DATASET -
"""

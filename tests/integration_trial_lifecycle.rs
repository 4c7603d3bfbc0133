use anyhow::Result;
use async_trait::async_trait;
use p2p_tx_bench::peer::{
    Channel, ListFilter, MessageList, MessageRecord, Notification, Peer, PeerError, PeerId,
    PeerProvisioner, ReceivingEndpoint, SendingEndpoint, SignalReceipt, UnitMessage,
};
use p2p_tx_bench::{TrialBudget, TrialConfig, TrialOutcome, TrialRunner, VerificationMode};
use std::sync::atomic::{AtomicUsize, Ordering};
use std::sync::Arc;
use std::time::Duration;
use tokio::sync::mpsc;

/// Call counters shared by every stub peer of one trial
struct Probe {
    sends: AtomicUsize,
    notifies: AtomicUsize,
    lists: AtomicUsize,
    shutdowns: Vec<AtomicUsize>,
}

impl Probe {
    fn new(peers: usize) -> Arc<Self> {
        Arc::new(Self {
            sends: AtomicUsize::new(0),
            notifies: AtomicUsize::new(0),
            lists: AtomicUsize::new(0),
            shutdowns: (0..peers).map(|_| AtomicUsize::new(0)).collect(),
        })
    }

    fn shutdowns(&self) -> Vec<usize> {
        self.shutdowns
            .iter()
            .map(|c| c.load(Ordering::SeqCst))
            .collect()
    }
}

#[derive(Clone, Default)]
struct Script {
    send_delay: Duration,
    fail_send_at: Option<usize>,
    fail_provision_at: Option<usize>,
    fail_channel: bool,
}

struct StubPeer {
    id: PeerId,
    probe: Arc<Probe>,
    script: Script,
}

#[async_trait]
impl SendingEndpoint for StubPeer {
    async fn send(&self, message: &UnitMessage) -> Result<MessageRecord, PeerError> {
        if !self.script.send_delay.is_zero() {
            tokio::time::sleep(self.script.send_delay).await;
        }
        if self.script.fail_send_at == Some(message.sequence_index) {
            return Err(PeerError::Transmission {
                peer: self.id,
                reason: "connection dropped".to_string(),
            });
        }
        self.probe.sends.fetch_add(1, Ordering::SeqCst);
        Ok(MessageRecord {
            message_id: message.id,
            entry_hash: format!("entry-{}", message.sequence_index),
            content: message.content.clone(),
            author: self.id,
            chunk: 0,
            created_at: chrono::Utc::now(),
        })
    }

    async fn notify(
        &self,
        _message: &MessageRecord,
        _channel: &Channel,
    ) -> Result<SignalReceipt, PeerError> {
        self.probe.notifies.fetch_add(1, Ordering::SeqCst);
        Ok(SignalReceipt::default())
    }
}

#[async_trait]
impl ReceivingEndpoint for StubPeer {
    async fn list_messages(
        &self,
        _channel: &Channel,
        _filter: &ListFilter,
    ) -> Result<MessageList, PeerError> {
        self.probe.lists.fetch_add(1, Ordering::SeqCst);
        let stored = self.probe.sends.load(Ordering::SeqCst);
        Ok(MessageList {
            messages: (0..stored)
                .map(|i| MessageRecord {
                    message_id: uuid::Uuid::new_v4(),
                    entry_hash: format!("entry-{}", i),
                    content: format!("message {}", i),
                    author: 0,
                    chunk: 0,
                    created_at: chrono::Utc::now(),
                })
                .collect(),
        })
    }
}

#[async_trait]
impl Peer for StubPeer {
    fn id(&self) -> PeerId {
        self.id
    }

    fn subscribe_notifications(&self) -> mpsc::UnboundedReceiver<Notification> {
        let (_tx, rx) = mpsc::unbounded_channel();
        rx
    }

    async fn refresh_presence(&self) -> Result<(), PeerError> {
        Ok(())
    }

    async fn shutdown(&self) -> Result<(), PeerError> {
        self.probe.shutdowns[self.id as usize].fetch_add(1, Ordering::SeqCst);
        Ok(())
    }
}

struct StubProvisioner {
    probe: Arc<Probe>,
    script: Script,
}

#[async_trait]
impl PeerProvisioner for StubProvisioner {
    async fn provision_peer(&self, index: usize) -> Result<Box<dyn Peer>, PeerError> {
        if self.script.fail_provision_at == Some(index) {
            return Err(PeerError::Setup(format!("peer {} did not start", index)));
        }
        Ok(Box::new(StubPeer {
            id: index as PeerId,
            probe: Arc::clone(&self.probe),
            script: self.script.clone(),
        }))
    }

    async fn create_channel(
        &self,
        _creator: &dyn Peer,
        display_name: &str,
        category: &str,
    ) -> Result<Channel, PeerError> {
        if self.script.fail_channel {
            return Err(PeerError::Setup("channel creation refused".to_string()));
        }
        Ok(Channel::new(category, display_name))
    }
}

fn runner(
    mode: VerificationMode,
    peers: usize,
    tx_count: usize,
    budget_ms: u64,
    script: Script,
) -> (TrialRunner<StubProvisioner>, Arc<Probe>) {
    let probe = Probe::new(peers);
    let mut config = TrialConfig::new(mode, peers, tx_count, TrialBudget::from_millis(budget_ms));
    config.settle_delay = Duration::ZERO;
    let provisioner = StubProvisioner {
        probe: Arc::clone(&probe),
        script,
    };
    (TrialRunner::new(config, provisioner), probe)
}

#[tokio::test]
async fn poll_trial_reports_every_message_when_budget_is_generous() -> Result<()> {
    let (runner, probe) = runner(VerificationMode::Poll, 2, 5, 60_000, Script::default());

    let report = runner.run().await?;

    assert_eq!(
        report.outcome,
        TrialOutcome::Delivered {
            sent: 5,
            delivered: 5
        }
    );
    assert_eq!(probe.lists.load(Ordering::SeqCst), 1);
    assert_eq!(probe.notifies.load(Ordering::SeqCst), 0);
    assert_eq!(probe.shutdowns(), vec![1, 1]);
    Ok(())
}

#[tokio::test]
async fn slow_sends_are_cut_off_after_the_first_message() -> Result<()> {
    let script = Script {
        send_delay: Duration::from_millis(50),
        ..Script::default()
    };
    let (runner, probe) = runner(VerificationMode::Poll, 2, 10, 1, script);

    let report = runner.run().await?;

    assert_eq!(
        report.outcome,
        TrialOutcome::CutOff {
            sent: 1,
            requested: 10
        }
    );
    assert_eq!(report.outcome.count(), 1);
    assert_eq!(probe.sends.load(Ordering::SeqCst), 1);
    // Verification never runs after a cut-off.
    assert_eq!(probe.lists.load(Ordering::SeqCst), 0);
    assert_eq!(probe.shutdowns(), vec![1, 1]);
    Ok(())
}

#[tokio::test]
async fn zero_budget_still_sends_one_message() -> Result<()> {
    let (runner, probe) = runner(VerificationMode::Notify, 2, 10, 0, Script::default());

    let report = runner.run().await?;

    assert_eq!(report.outcome.sent(), 1);
    assert!(report.outcome.is_cut_off());
    assert_eq!(probe.notifies.load(Ordering::SeqCst), 1);
    Ok(())
}

#[tokio::test]
async fn empty_workload_is_verified_immediately() -> Result<()> {
    let (runner, probe) = runner(VerificationMode::Poll, 2, 0, 60_000, Script::default());

    let report = runner.run().await?;

    assert_eq!(
        report.outcome,
        TrialOutcome::Delivered {
            sent: 0,
            delivered: 0
        }
    );
    assert_eq!(probe.lists.load(Ordering::SeqCst), 1);
    Ok(())
}

#[tokio::test]
async fn notification_trial_sends_one_signal_per_message() -> Result<()> {
    let (runner, probe) = runner(VerificationMode::Notify, 3, 4, 60_000, Script::default());

    let report = runner.run().await?;

    match report.outcome {
        TrialOutcome::Notified { sent, tally } => {
            assert_eq!(sent, 4);
            // Stub peers never deliver notifications.
            assert!(tally.is_empty());
        }
        other => panic!("unexpected outcome: {:?}", other),
    }
    assert_eq!(probe.notifies.load(Ordering::SeqCst), 4);
    assert_eq!(probe.lists.load(Ordering::SeqCst), 0);
    assert_eq!(probe.shutdowns(), vec![1, 1, 1]);
    Ok(())
}

#[tokio::test]
async fn send_failure_propagates_after_teardown() {
    let script = Script {
        fail_send_at: Some(3),
        ..Script::default()
    };
    let (runner, probe) = runner(VerificationMode::Poll, 3, 10, 60_000, script);

    let err = runner.run().await.unwrap_err();

    assert!(matches!(
        err.downcast_ref::<PeerError>(),
        Some(PeerError::Transmission { peer: 0, .. })
    ));
    assert_eq!(probe.sends.load(Ordering::SeqCst), 3);
    assert_eq!(probe.lists.load(Ordering::SeqCst), 0);
    assert_eq!(probe.shutdowns(), vec![1, 1, 1]);
}

#[tokio::test]
async fn provisioning_failure_shuts_down_peers_already_started() {
    let script = Script {
        fail_provision_at: Some(2),
        ..Script::default()
    };
    let (runner, probe) = runner(VerificationMode::Poll, 4, 10, 60_000, script);

    let err = runner.run().await.unwrap_err();

    assert!(matches!(
        err.downcast_ref::<PeerError>(),
        Some(PeerError::Setup(_))
    ));
    assert_eq!(probe.sends.load(Ordering::SeqCst), 0);
    assert_eq!(probe.shutdowns(), vec![1, 1, 0, 0]);
}

#[tokio::test]
async fn channel_failure_shuts_down_every_peer() {
    let script = Script {
        fail_channel: true,
        ..Script::default()
    };
    let (runner, probe) = runner(VerificationMode::Notify, 3, 10, 60_000, script);

    assert!(runner.run().await.is_err());
    assert_eq!(probe.sends.load(Ordering::SeqCst), 0);
    assert_eq!(probe.shutdowns(), vec![1, 1, 1]);
}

"""

TASK DIRECTIONS - Identify the lines above that contain the word "content", then copy them.

ANSWER AREA -
            content: message.content.clone(),
                    content: format!("message {}", i),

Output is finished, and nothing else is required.